START Extracted material

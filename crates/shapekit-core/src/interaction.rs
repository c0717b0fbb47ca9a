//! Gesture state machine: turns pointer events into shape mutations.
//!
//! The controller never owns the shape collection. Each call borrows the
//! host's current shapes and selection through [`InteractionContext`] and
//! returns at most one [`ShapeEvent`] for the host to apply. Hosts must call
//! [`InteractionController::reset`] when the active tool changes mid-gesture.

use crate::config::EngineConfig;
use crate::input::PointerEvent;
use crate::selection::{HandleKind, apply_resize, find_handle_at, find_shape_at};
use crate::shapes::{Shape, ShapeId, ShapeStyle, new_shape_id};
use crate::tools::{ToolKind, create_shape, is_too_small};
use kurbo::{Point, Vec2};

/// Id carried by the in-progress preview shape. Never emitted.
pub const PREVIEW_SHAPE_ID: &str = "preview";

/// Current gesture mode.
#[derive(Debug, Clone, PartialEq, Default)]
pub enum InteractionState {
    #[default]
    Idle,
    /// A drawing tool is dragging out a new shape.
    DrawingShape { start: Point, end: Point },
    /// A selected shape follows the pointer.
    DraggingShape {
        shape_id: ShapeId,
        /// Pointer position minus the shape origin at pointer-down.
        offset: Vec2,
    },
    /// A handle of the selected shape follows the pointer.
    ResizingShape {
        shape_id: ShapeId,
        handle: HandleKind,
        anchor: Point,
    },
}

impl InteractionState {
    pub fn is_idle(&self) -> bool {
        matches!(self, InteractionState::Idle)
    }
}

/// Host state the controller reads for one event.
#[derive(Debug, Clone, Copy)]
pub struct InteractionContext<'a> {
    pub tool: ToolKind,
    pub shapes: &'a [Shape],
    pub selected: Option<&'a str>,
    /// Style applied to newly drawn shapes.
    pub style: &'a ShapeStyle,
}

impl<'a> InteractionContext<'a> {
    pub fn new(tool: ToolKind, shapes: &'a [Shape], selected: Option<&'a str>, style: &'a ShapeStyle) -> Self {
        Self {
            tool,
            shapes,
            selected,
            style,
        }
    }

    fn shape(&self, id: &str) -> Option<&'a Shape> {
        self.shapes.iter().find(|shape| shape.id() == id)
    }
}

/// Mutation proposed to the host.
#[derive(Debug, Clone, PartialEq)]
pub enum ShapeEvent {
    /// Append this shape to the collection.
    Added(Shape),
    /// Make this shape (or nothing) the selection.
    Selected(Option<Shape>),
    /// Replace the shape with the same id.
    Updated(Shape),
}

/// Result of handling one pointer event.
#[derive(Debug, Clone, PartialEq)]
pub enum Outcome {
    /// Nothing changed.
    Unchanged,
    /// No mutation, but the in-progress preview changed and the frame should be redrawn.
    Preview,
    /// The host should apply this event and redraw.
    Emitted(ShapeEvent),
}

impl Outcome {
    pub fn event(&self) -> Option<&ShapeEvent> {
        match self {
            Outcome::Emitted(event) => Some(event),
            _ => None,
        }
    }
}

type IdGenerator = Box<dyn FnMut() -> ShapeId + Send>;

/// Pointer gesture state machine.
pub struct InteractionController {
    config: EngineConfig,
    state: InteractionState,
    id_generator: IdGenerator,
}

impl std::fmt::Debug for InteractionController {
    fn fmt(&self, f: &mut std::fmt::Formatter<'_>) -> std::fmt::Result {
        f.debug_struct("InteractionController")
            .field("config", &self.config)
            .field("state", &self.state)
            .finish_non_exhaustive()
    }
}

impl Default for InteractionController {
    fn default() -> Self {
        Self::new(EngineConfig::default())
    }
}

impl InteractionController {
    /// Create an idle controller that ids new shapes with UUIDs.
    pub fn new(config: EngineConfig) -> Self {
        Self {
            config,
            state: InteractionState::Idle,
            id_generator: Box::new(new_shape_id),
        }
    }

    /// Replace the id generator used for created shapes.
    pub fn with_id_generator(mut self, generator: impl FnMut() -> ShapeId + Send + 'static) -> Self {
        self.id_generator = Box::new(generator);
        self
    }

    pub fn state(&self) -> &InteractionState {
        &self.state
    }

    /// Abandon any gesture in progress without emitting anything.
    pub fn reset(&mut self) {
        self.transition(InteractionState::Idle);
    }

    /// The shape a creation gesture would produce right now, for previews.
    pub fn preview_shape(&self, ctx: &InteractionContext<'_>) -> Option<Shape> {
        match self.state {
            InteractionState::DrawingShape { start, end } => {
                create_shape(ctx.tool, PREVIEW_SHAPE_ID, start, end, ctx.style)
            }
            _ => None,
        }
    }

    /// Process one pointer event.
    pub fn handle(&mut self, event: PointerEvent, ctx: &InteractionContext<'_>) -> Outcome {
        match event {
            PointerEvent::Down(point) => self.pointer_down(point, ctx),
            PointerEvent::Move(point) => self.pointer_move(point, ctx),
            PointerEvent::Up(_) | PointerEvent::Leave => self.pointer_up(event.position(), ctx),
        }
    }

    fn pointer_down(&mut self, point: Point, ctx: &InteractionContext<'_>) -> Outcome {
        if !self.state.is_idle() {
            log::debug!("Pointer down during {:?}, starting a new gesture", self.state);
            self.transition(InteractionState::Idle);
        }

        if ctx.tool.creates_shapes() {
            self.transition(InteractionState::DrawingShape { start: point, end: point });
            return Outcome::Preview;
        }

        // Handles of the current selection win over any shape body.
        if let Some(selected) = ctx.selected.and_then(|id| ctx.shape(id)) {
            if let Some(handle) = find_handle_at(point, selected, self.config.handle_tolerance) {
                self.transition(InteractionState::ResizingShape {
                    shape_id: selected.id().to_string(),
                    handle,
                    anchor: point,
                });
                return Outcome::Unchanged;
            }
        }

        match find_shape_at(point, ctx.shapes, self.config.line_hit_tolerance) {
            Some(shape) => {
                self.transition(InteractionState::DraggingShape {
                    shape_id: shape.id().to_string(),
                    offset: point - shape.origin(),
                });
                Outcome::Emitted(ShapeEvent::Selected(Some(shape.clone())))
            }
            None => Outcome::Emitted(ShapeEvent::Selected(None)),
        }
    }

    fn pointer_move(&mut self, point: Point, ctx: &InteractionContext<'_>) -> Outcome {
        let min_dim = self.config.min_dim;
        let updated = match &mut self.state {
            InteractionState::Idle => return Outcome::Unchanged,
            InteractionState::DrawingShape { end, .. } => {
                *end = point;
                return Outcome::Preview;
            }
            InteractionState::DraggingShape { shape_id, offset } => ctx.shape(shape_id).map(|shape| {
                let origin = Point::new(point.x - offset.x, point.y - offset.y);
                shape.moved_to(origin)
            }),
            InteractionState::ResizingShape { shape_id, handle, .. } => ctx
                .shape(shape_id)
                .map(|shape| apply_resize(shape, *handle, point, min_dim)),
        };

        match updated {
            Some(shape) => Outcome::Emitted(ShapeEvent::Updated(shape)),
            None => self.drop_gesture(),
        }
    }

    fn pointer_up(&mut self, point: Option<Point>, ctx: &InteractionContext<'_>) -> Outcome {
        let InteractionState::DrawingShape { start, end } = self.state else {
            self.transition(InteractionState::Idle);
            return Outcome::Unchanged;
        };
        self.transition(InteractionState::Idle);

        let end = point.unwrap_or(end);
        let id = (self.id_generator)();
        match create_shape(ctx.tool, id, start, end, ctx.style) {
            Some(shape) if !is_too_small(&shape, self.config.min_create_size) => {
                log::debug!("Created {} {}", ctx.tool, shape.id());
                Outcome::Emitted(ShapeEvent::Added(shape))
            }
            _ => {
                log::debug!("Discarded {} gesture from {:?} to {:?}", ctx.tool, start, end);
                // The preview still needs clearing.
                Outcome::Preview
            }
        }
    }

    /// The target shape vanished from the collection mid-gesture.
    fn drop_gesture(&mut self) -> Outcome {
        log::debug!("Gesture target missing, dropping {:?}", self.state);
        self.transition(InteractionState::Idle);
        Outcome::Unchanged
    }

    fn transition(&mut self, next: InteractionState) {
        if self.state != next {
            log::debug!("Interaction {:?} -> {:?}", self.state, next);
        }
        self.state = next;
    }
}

END Extracted material

Work to be completed:
Find the word "Added" in the entries, then copy out every line that has it.

Solution for this task:
    Added(Shape),
                Outcome::Emitted(ShapeEvent::Added(shape))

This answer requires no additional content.